Shorty miró a su alrededor, sorprendido por la sonrisa que apareció en el semblante de todos.
—Shorty —dijo Bill Barnes—, ya sé que sirves. Confieso que más de una vez me he preguntado para qué. Ahora lo sé. Shorty, como vencedor de la oposición enemiga, no hay quien pueda contigo.
—¿Y yo, jefe? Yo me encargué de beber mientras Shorty se dedicaba a hablar —se quejó Red Gleason.
—Bueno —dijo Bill, pensativo—; estamos en una situación difícil. Si nos vamos de aquí, violamos las leyes del país y, si nos quedamos, no sólo nos dejan sin camisa, sino que corremos el riesgo de que nos bombardeen, disparen contra nosotros, o nos eliminen de una forma u otra. Me parece a mí que la mejor manera de servir a la justicia, es que nos larguemos, ganemos dinero y volvamos, sanos y salvos, a pagar lo que debemos.
Todos ellos dieron un grito de aprobación. Bill Barnes recorrió con la mirada sus semblantes. En todos sorprendió una expresión de entusiasmo, salvo en el de Sidney Marston, el piloto recién incorporado, que se hallaba detrás de los demás, escuchando, con los ojos brillantes, la conversación.
Detrás de ellos, en el umbral, estaba Fernando, el filipino, con una bandeja de comida destinada a su amo.
—¿Cuándo va a llegar aquí lo que fuisteis a encargar? —preguntó Bill Barnes, dirigiéndose a Cy Hawkins y a Beverly Bates.
—Según mis cálculos, debiera llegar durante el día, cerca del anochecer —contestó el primero.
—Está bien. Así, pues, intentaremos prepararlo todo mañana y salir de aquí dentro de tres o cuatro días. ¿Estáis todos conformes?
—Ya lo creo, jefe —contestaron varias voces; pero se observaba una carencia bastante grande de entusiasmo en su tono.
Se veía claramente que los hombres de Barnes querían ponerse en marcha lo más pronto posible.
—Bien. —Barnes dio fin a la conferencia poniéndose en pie—. Descansad todo lo que podáis, porque nos esperan varios días de rudo trabajo.
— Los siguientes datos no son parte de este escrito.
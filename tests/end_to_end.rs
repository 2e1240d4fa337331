//! End-to-end migrations through the public API.

use config_migrator::config::{DiscoverySettings, Settings, TransformSettings};
use config_migrator::discovery::MigrationType;
use config_migrator::discovery::signals::{
    CandidateSignal, FieldNameSignal, Orphan, SearchSpace, SemanticSignal,
};
use config_migrator::merge::{self, ConflictAction};
use config_migrator::pipeline::{Pipeline, StageOptions};
use config_migrator::transform::{Confidence, Recommendation, TransformDetector};
use config_migrator::tree::{self, TreePath};
use serde_json::json;

fn p(path: &str) -> TreePath {
    TreePath::parse(path).unwrap()
}

fn pipeline() -> Pipeline {
    Pipeline::new(Settings::default(), StageOptions::default())
}

// =============================================================================
// Customized values survive default changes
// =============================================================================

#[test]
fn test_customized_value_overwrites_new_default() {
    let golden = json!({"service": {"timeout": 60}});
    let old = json!({"service": {"timeout": 30}});
    let new = json!({"service": {"timeout": 45}});

    let run = pipeline().run(&golden, &old, &new, None);

    assert_eq!(tree::get(&run.tree, &p("service.timeout")), Some(&json!(60)));
    assert_eq!(run.log.len(), 1);
    let entry = &run.log[0];
    assert_eq!(entry.action, ConflictAction::Overwrite);
    assert_eq!(entry.path, p("service.timeout"));
    assert_eq!(entry.source_value, json!(60));
    assert_eq!(entry.new_default_value, json!(45));
    assert!(!entry.manual_review);
}

// =============================================================================
// Removed keys are logged, not carried over
// =============================================================================

#[test]
fn test_customized_list_longer_than_template_list_survives() {
    let golden = json!({"a": {"ports": [80, 443, 8080]}});
    let old = json!({"a": {"ports": [80]}});
    let new = json!({"a": {"ports": [80]}, "b": {"ports": [80, 443]}});

    let run = pipeline().run(&golden, &old, &new, None);

    assert_eq!(tree::get(&run.tree, &p("a.ports")), Some(&json!([80, 443, 8080])));
    assert_eq!(tree::get(&run.tree, &p("b.ports")), Some(&json!([80, 443])));
    assert!(run.transformations.is_empty());
}

#[test]
fn test_removed_key_logged_not_carried_over() {
    let old = json!({"service": {"timeout": 30, "deprecated": "v"}});
    let new = json!({"service": {"timeout": 30}});

    let run = pipeline().run(&old, &old, &new, None);

    let entries: Vec<_> = run
        .log
        .iter()
        .filter(|e| e.path == p("service.deprecated"))
        .collect();
    assert_eq!(entries.len(), 1);
    assert_eq!(entries[0].action, ConflictAction::Deleted);
    assert!(entries[0].manual_review);
    assert!(!tree::exists(&run.tree, &p("service.deprecated")));
}

#[test]
fn test_customized_removed_key_logged_once() {
    let golden = json!({"service": {"timeout": 30, "deprecated": "custom"}});
    let old = json!({"service": {"timeout": 30, "deprecated": "v"}});
    let new = json!({"service": {"timeout": 30}});

    let outcome = merge::merge(&golden, &old, &new, None);

    let entries: Vec<_> = outcome
        .log
        .iter()
        .filter(|e| e.path == p("service.deprecated"))
        .collect();
    assert_eq!(entries.len(), 1);
    assert_eq!(entries[0].action, ConflictAction::Deleted);
    assert_eq!(entries[0].source_value, json!("custom"));
    assert_eq!(outcome.orphans.len(), 1);
}

// =============================================================================
// Relocated settings are rediscovered
// =============================================================================

fn relocated_account() -> (serde_json::Value, serde_json::Value, serde_json::Value) {
    let golden = json!({"serviceAccount": {"name": "acct"}});
    let old = json!({"serviceAccount": {"name": ""}});
    let new = json!({
        "autoCreateResources": {
            "serviceAccounts": {"accounts": [{"serviceAccountName": ""}]}
        }
    });
    (golden, old, new)
}

#[test]
fn test_field_name_and_semantic_signals_both_fire() {
    let (_, _, new) = relocated_account();
    let settings = DiscoverySettings::default();
    let space = SearchSpace::new(&new);
    let path = p("serviceAccount.name");
    let value = json!("acct");
    let orphan = Orphan {
        path: &path,
        value: &value,
    };
    let target = p("autoCreateResources.serviceAccounts.accounts[0].serviceAccountName");

    let field = FieldNameSignal::new(&settings).candidates(orphan, &space).unwrap();
    let semantic = SemanticSignal::new(&settings)
        .unwrap()
        .candidates(orphan, &space)
        .unwrap();

    assert!(field.iter().any(|c| c.new_path == target));
    assert!(semantic.iter().any(|c| c.new_path == target));
}

#[test]
fn test_relocated_setting_becomes_path_expansion() {
    let (golden, old, new) = relocated_account();
    let target = p("autoCreateResources.serviceAccounts.accounts[0].serviceAccountName");

    let migrations = pipeline().discover(&golden, &old, &new, None);

    assert_eq!(migrations.len(), 1);
    let m = &migrations[0];
    assert_eq!(m.old_path, p("serviceAccount.name"));
    assert_eq!(m.best_candidate.new_path, target);
    assert_eq!(m.migration_type, MigrationType::PathExpansion);

    let run = pipeline().run(&golden, &old, &new, None);
    assert_eq!(tree::get(&run.tree, &target), Some(&json!("acct")));
    let entry = run
        .log
        .iter()
        .find(|e| e.path == p("serviceAccount.name"))
        .unwrap();
    assert_eq!(entry.action, ConflictAction::Migrated);
    assert!(entry.manual_review);
}

// =============================================================================
// Duplicates left behind by a merge are moved
// =============================================================================

#[test]
fn test_duplicate_value_moved_to_reference_path() {
    let merged = json!({"a": {"x": "v"}, "b": {"x": "v"}});
    let reference = json!({"b": {"x": ""}});
    let detector = TransformDetector::new(TransformSettings::default());

    let records = detector.detect(&merged, &reference);

    assert_eq!(records.len(), 1);
    assert_eq!(records[0].old_path, p("a.x"));
    assert_eq!(records[0].new_path, p("b.x"));
    assert_eq!(records[0].recommendation, Recommendation::Move);
    assert_eq!(records[0].confidence, Confidence::High);

    let applied = detector.apply(&merged, &records);
    assert_eq!(applied.tree, json!({"b": {"x": "v"}}));
}

#[test]
fn test_duplicate_list_moved_whole() {
    let merged = json!({"a": {"ports": [80, 443, 8080]}, "b": {"ports": [80, 443, 8080]}});
    let reference = json!({"b": {"ports": [80]}});
    let detector = TransformDetector::new(TransformSettings::default());

    let records = detector.detect(&merged, &reference);

    assert_eq!(records.len(), 1);
    assert_eq!(records[0].old_path, p("a.ports"));
    assert_eq!(records[0].new_path, p("b.ports"));
    let applied = detector.apply(&merged, &records);
    assert_eq!(applied.tree, json!({"b": {"ports": [80, 443, 8080]}}));
}

#[test]
fn test_pipeline_cleans_duplicate_after_merge() {
    let golden = json!({"a": {"x": "v"}, "b": {"x": "v"}});
    let old = json!({"a": {"x": ""}, "b": {"x": ""}});
    let new = json!({"a": {"x": ""}, "b": {"x": ""}});
    let reference_only_b = json!({"b": {"x": ""}});

    let detector = TransformDetector::new(TransformSettings::default());
    let run = Pipeline::new(
        Settings::default(),
        StageOptions {
            transform: false,
            ..StageOptions::default()
        },
    )
    .run(&golden, &old, &new, None);
    let records = detector.detect(&run.tree, &reference_only_b);

    assert_eq!(records.len(), 1);
    assert_eq!(detector.apply(&run.tree, &records).tree, json!({"b": {"x": "v"}}));
}
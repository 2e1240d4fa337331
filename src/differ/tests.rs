//! Tests for the tree differ.

use super::*;
use crate::tree::p;
use serde_json::json;

fn delta_paths(deltas: &[DeltaEntry]) -> Vec<String> {
    deltas.iter().map(|d| d.path.to_string()).collect()
}

#[test]
fn test_extract_changed_scalar() {
    let golden = json!({"service": {"timeout": 60, "port": 80}});
    let template = json!({"service": {"timeout": 30, "port": 80}});

    let deltas = extract_custom_data(&golden, &template);

    assert_eq!(
        deltas,
        vec![DeltaEntry {
            path: p("service.timeout"),
            value: json!(60),
        }]
    );
}

#[test]
fn test_extract_custom_subtree_captured_once() {
    let golden = json!({
        "service": {"port": 80},
        "extra": {"nested": {"a": 1, "b": 2}, "c": [1, 2]}
    });
    let template = json!({"service": {"port": 80}});

    let deltas = extract_custom_data(&golden, &template);

    assert_eq!(delta_paths(&deltas), ["extra"]);
    assert_eq!(deltas[0].value["nested"]["b"], json!(2));
}

#[test]
fn test_extract_never_returns_parent_and_child() {
    let golden = json!({
        "a": {"b": {"c": 1, "d": {"e": 2}}, "x": 5},
        "f": {"g": 1}
    });
    let template = json!({"a": {"b": {"c": 0}, "x": 4}});

    let deltas = extract_custom_data(&golden, &template);
    let paths: Vec<&TreePath> = deltas.iter().map(|d| &d.path).collect();

    for outer in &paths {
        for inner in &paths {
            assert!(
                !inner.is_descendant_of(outer),
                "{} and its descendant {} both extracted",
                outer,
                inner
            );
        }
    }
    assert_eq!(delta_paths(&deltas), ["a.b.c", "a.b.d", "a.x", "f"]);
}

#[test]
fn test_extract_compares_sequences_whole() {
    let golden = json!({"ports": [80, 443]});
    let template = json!({"ports": [80]});

    let deltas = extract_custom_data(&golden, &template);

    assert_eq!(delta_paths(&deltas), ["ports"]);
    assert_eq!(deltas[0].value, json!([80, 443]));
}

#[test]
fn test_extract_captures_type_change() {
    let golden = json!({"limits": "none"});
    let template = json!({"limits": {"cpu": 1}});

    let deltas = extract_custom_data(&golden, &template);

    assert_eq!(delta_paths(&deltas), ["limits"]);
}

#[test]
fn test_extract_identical_trees_yield_nothing() {
    let tree = json!({"a": {"b": [1, {"c": null}]}, "d": 1.5});
    assert!(extract_custom_data(&tree, &tree).is_empty());
}

#[test]
fn test_extract_ignores_number_representation() {
    let golden = json!({"ratio": 1.0});
    let template = json!({"ratio": 1});
    assert!(extract_custom_data(&golden, &template).is_empty());
}

#[test]
fn test_deleted_and_added_paths() {
    let old = json!({"service": {"deprecated": "v", "port": 80}});
    let new = json!({"service": {"port": 80, "tls": {"enabled": true}}});

    let deleted: Vec<String> = find_deleted_paths(&old, &new)
        .iter()
        .map(|p| p.to_string())
        .collect();
    let added: Vec<String> = find_added_paths(&old, &new)
        .iter()
        .map(|p| p.to_string())
        .collect();

    assert_eq!(deleted, ["service.deprecated"]);
    assert_eq!(added, ["service.tls", "service.tls.enabled"]);
}

#[test]
fn test_structural_type_change() {
    let old = json!({"service": {"timeout": 30, "config": {"a": 1}}});
    let new = json!({"service": {"timeout": "30s", "config": [1]}});

    let changes = find_structural_changes(&old, &new);

    assert_eq!(
        changes.get(&p("service.timeout")).map(String::as_str),
        Some("Type changed from int to str")
    );
    assert_eq!(
        changes.get(&p("service.config")).map(String::as_str),
        Some("Type changed from mapping to sequence")
    );
}

#[test]
fn test_structural_key_set_change() {
    let old = json!({"db": {"host": "h", "user": "u"}});
    let new = json!({"db": {"host": "h", "credentials": {}}});

    let changes = find_structural_changes(&old, &new);

    assert_eq!(
        changes.get(&p("db")).map(String::as_str),
        Some("Structure changed - removed keys: [user], added keys: [credentials]")
    );
    assert_eq!(changes.len(), 1);
}

#[test]
fn test_structural_ignores_value_changes() {
    let old = json!({"a": {"b": 1}});
    let new = json!({"a": {"b": 2}});
    assert!(find_structural_changes(&old, &new).is_empty());
}

#[test]
fn test_template_diff_display() {
    let old = json!({"a": {"gone": 1, "kept": 1}});
    let new = json!({"a": {"kept": "one", "fresh": 2}});

    let diff = TemplateDiff::between(&old, &new);
    let text = diff.to_string();

    assert_eq!(diff.change_count(), 4);
    assert!(text.contains("- a.gone"));
    assert!(text.contains("+ a.fresh"));
    assert!(text.contains("~ a.kept: Type changed from int to str"));
    assert!(text.contains("~ a: Structure changed"));
}

#[test]
fn test_template_diff_empty() {
    let tree = json!({"a": 1});
    let diff = TemplateDiff::between(&tree, &tree);
    assert!(diff.is_empty());
    assert_eq!(diff.to_string(), "No differences found.\n");
}
//! Discovery report: what was found, how confident it is, and what a human
//! should check before applying the rest.

use super::types::{DiscoveredMigration, DiscoveryTier, MigrationCandidate, MigrationType};
use crate::config::DiscoverySettings;
use crate::error::{MigrateError, Result};
use crate::tree::TreePath;
use serde::Serialize;
use serde_json::Value;
use std::fmt;

/// Keys above which a migrated mapping is considered complex.
const COMPLEX_OBJECT_KEYS: usize = 3;

/// Alternatives listed in review guidance.
const GUIDANCE_ALTERNATIVES: usize = 2;

#[derive(Debug, Clone, Copy, PartialEq, Eq, Serialize)]
pub struct DiscoverySummary {
    pub total_migrations: usize,
    pub auto_apply_count: usize,
    pub review_required_count: usize,
    pub low_confidence_count: usize,
}

/// One migration as it appears in the report.
#[derive(Debug, Clone, PartialEq, Serialize)]
pub struct ReportEntry {
    pub old_path: TreePath,
    pub custom_value: Value,
    pub suggested_new_path: TreePath,
    pub confidence: f64,
    pub migration_type: MigrationType,
    pub evidence: String,
    pub requires_review: bool,
    pub alternatives_count: usize,
}

impl From<&DiscoveredMigration> for ReportEntry {
    fn from(m: &DiscoveredMigration) -> Self {
        Self {
            old_path: m.old_path.clone(),
            custom_value: m.custom_value.clone(),
            suggested_new_path: m.best_candidate.new_path.clone(),
            confidence: m.confidence,
            migration_type: m.migration_type,
            evidence: m.best_candidate.evidence.clone(),
            requires_review: m.best_candidate.requires_review,
            alternatives_count: m.alternatives().len(),
        }
    }
}

/// What a reviewer should know about one suggested migration.
#[derive(Debug, Clone, PartialEq, Serialize)]
pub struct ReviewGuidance {
    pub old_path: TreePath,
    pub custom_value: Value,
    pub migration_type: MigrationType,
    pub confidence: f64,
    pub primary_suggestion: MigrationCandidate,
    pub alternative_suggestions: Vec<MigrationCandidate>,
    pub recommendation: &'static str,
    pub risks: Vec<&'static str>,
    pub manual_steps: Vec<String>,
}

impl ReviewGuidance {
    pub fn for_migration(m: &DiscoveredMigration, settings: &DiscoverySettings) -> Self {
        Self {
            old_path: m.old_path.clone(),
            custom_value: m.custom_value.clone(),
            migration_type: m.migration_type,
            confidence: m.confidence,
            primary_suggestion: m.best_candidate.clone(),
            alternative_suggestions: m
                .alternatives()
                .iter()
                .take(GUIDANCE_ALTERNATIVES)
                .cloned()
                .collect(),
            recommendation: recommendation(m.confidence, settings),
            risks: risks(m, settings),
            manual_steps: manual_steps(m),
        }
    }
}

fn recommendation(confidence: f64, settings: &DiscoverySettings) -> &'static str {
    if confidence >= settings.auto_apply_threshold {
        "High confidence migration. Safe to apply automatically."
    } else if confidence >= settings.medium_confidence_threshold {
        "Medium confidence migration. Review evidence and apply if appropriate."
    } else if confidence >= settings.low_confidence_threshold {
        "Low confidence migration. Carefully review before applying."
    } else {
        "Very low confidence. Consider manual investigation."
    }
}

fn risks(m: &DiscoveredMigration, settings: &DiscoverySettings) -> Vec<&'static str> {
    let mut risks = Vec::new();
    if m.confidence < settings.suggest_threshold {
        risks.push("Low confidence score may indicate incorrect mapping");
    }
    match m.migration_type {
        MigrationType::PathConsolidation => {
            risks.push("Path consolidation may require additional field mappings")
        }
        MigrationType::StructuralRelocation => {
            risks.push("Structural changes may affect dependent configurations")
        }
        _ => {}
    }
    if m.custom_value.as_object().is_some_and(|map| map.len() > COMPLEX_OBJECT_KEYS) {
        risks.push("Complex object migration may lose nested data");
    }
    risks
}

fn manual_steps(m: &DiscoveredMigration) -> Vec<String> {
    let mut steps = vec![
        format!(
            "Verify that '{}' is the correct target location",
            m.best_candidate.new_path
        ),
        "Check compatibility between old value type and new location".to_string(),
    ];
    if m.best_candidate.field_mapping.is_some() {
        steps.push("Apply field name mappings as needed".to_string());
    }
    steps.push("Test the migrated configuration in a non-production environment".to_string());

    steps
        .into_iter()
        .enumerate()
        .map(|(i, step)| format!("{}. {}", i + 1, step))
        .collect()
}

/// The full discovery report.
#[derive(Debug, Clone, PartialEq, Serialize)]
pub struct DiscoveryReport {
    pub summary: DiscoverySummary,
    pub auto_apply_migrations: Vec<ReportEntry>,
    pub review_required_migrations: Vec<ReportEntry>,
    pub low_confidence_migrations: Vec<ReportEntry>,
    pub recommendations: Vec<String>,
    #[serde(skip_serializing_if = "Vec::is_empty")]
    pub review_guidance: Vec<ReviewGuidance>,
}

impl DiscoveryReport {
    /// Bucket `migrations` by tier and derive recommendations.
    pub fn build(migrations: &[DiscoveredMigration], settings: &DiscoverySettings) -> Self {
        let bucket = |tier: DiscoveryTier| -> Vec<ReportEntry> {
            migrations
                .iter()
                .filter(|m| m.tier == tier)
                .map(ReportEntry::from)
                .collect()
        };
        let auto_apply_migrations = bucket(DiscoveryTier::AutoApply);
        let review_required_migrations = bucket(DiscoveryTier::Review);
        let low_confidence_migrations = bucket(DiscoveryTier::LowConfidence);

        let review_guidance = migrations
            .iter()
            .filter(|m| m.tier == DiscoveryTier::Review)
            .map(|m| ReviewGuidance::for_migration(m, settings))
            .collect();

        Self {
            summary: DiscoverySummary {
                total_migrations: migrations.len(),
                auto_apply_count: auto_apply_migrations.len(),
                review_required_count: review_required_migrations.len(),
                low_confidence_count: low_confidence_migrations.len(),
            },
            auto_apply_migrations,
            review_required_migrations,
            low_confidence_migrations,
            recommendations: recommendations(migrations, settings),
            review_guidance,
        }
    }

    pub fn to_json(&self) -> Result<String> {
        serde_json::to_string_pretty(self)
            .map_err(|e| MigrateError::Output(format!("cannot serialize discovery report: {}", e)))
    }
}

fn recommendations(migrations: &[DiscoveredMigration], settings: &DiscoverySettings) -> Vec<String> {
    let mut out = Vec::new();
    let high = migrations
        .iter()
        .filter(|m| m.confidence >= settings.auto_apply_threshold)
        .count();
    let medium = migrations
        .iter()
        .filter(|m| {
            m.confidence >= settings.suggest_threshold && m.confidence < settings.auto_apply_threshold
        })
        .count();

    if migrations.is_empty() {
        out.push(
            "No structural migrations detected. Standard migration should handle all changes."
                .to_string(),
        );
    } else if high == migrations.len() {
        out.push(
            "All migrations have high confidence. Consider enabling automatic application."
                .to_string(),
        );
    } else if medium > 0 {
        out.push(format!(
            "{} migrations require manual review before applying.",
            medium
        ));
    }

    let of_type = |kind: MigrationType| migrations.iter().filter(|m| m.migration_type == kind).count();
    if of_type(MigrationType::PathConsolidation) > 1 {
        out.push("Multiple path consolidations detected. Review for consistency.".to_string());
    }
    if of_type(MigrationType::FieldRename) > 1 {
        out.push("Multiple field renames detected. Verify naming conventions.".to_string());
    }
    out
}

fn write_entries(f: &mut fmt::Formatter<'_>, title: &str, entries: &[ReportEntry]) -> fmt::Result {
    if entries.is_empty() {
        return Ok(());
    }
    writeln!(f, "{}", title)?;
    writeln!(f, "{}", "-".repeat(title.len()))?;
    for entry in entries {
        writeln!(f, "• {} → {}", entry.old_path, entry.suggested_new_path)?;
        writeln!(f, "  Confidence: {:.2}", entry.confidence)?;
        writeln!(f, "  Evidence: {}", entry.evidence)?;
        writeln!(f)?;
    }
    Ok(())
}

impl fmt::Display for DiscoveryReport {
    fn fmt(&self, f: &mut fmt::Formatter<'_>) -> fmt::Result {
        writeln!(f, "DYNAMIC MIGRATION DISCOVERY REPORT")?;
        writeln!(f, "{}", "=".repeat(50))?;
        writeln!(f)?;
        writeln!(f, "Total Migrations Found: {}", self.summary.total_migrations)?;
        writeln!(f, "Auto-Apply Ready: {}", self.summary.auto_apply_count)?;
        writeln!(f, "Review Required: {}", self.summary.review_required_count)?;
        writeln!(f, "Low Confidence: {}", self.summary.low_confidence_count)?;
        writeln!(f)?;

        write_entries(f, "AUTO-APPLY MIGRATIONS", &self.auto_apply_migrations)?;
        write_entries(f, "REVIEW REQUIRED MIGRATIONS", &self.review_required_migrations)?;
        write_entries(f, "LOW CONFIDENCE MIGRATIONS", &self.low_confidence_migrations)?;

        if !self.recommendations.is_empty() {
            writeln!(f, "RECOMMENDATIONS")?;
            writeln!(f, "{}", "-".repeat(15))?;
            for rec in &self.recommendations {
                writeln!(f, "• {}", rec)?;
            }
        }
        Ok(())
    }
}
Preferiría que ninguno de vosotros abandonase el campo esta noche, y que todos os fueseis a dormir.
Dicho esto, salió del cuarto y se fue al hangar donde estaban reparando el ala estropeada.
Los hombres salieron, silenciosos y pensativos, dirigiéndose cada uno de ellos a su cuarto, salvo Red Gleason, que siguió a su jefe y entró en el hangar-taller con él.
—¿Cómo va eso, Scotty? —preguntó Bill Barnes.
—Es una labor muy difícil —gruñó el interpelado, sin dejar de trabajar.
—¿Cuánto tardarás en acabar?
—Eso no lo sé.
—¿Estará terminado para el amanecer?
Scotty soltó un resoplido, asintiendo con un violento movimiento de cabeza.
Bill Barnes no le interrogó más, sino que se puso a pasear alrededor del aparato, examinándolo todo, seguido de Red Gleason.
Cuando estuvieron al otro lado del timón, éste último preguntó:
—No tienes la intención de quedarte aquí tres o cuatro días más, ¿eh, jefe?
—Lo has adivinado, Red. No nos quedaremos aquí ni un minuto más de lo necesario para acabar estas reparaciones.
—Lo que será, aproximadamente, hasta las cuatro de la mañana, ¿no?
—Poco más o menos, calculo yo. Pero… ¡ni una palabra a nadie! Iré yo, personalmente, a despertar a todo el mundo. Sacaremos de aquí todo lo que pueda volar antes del amanecer.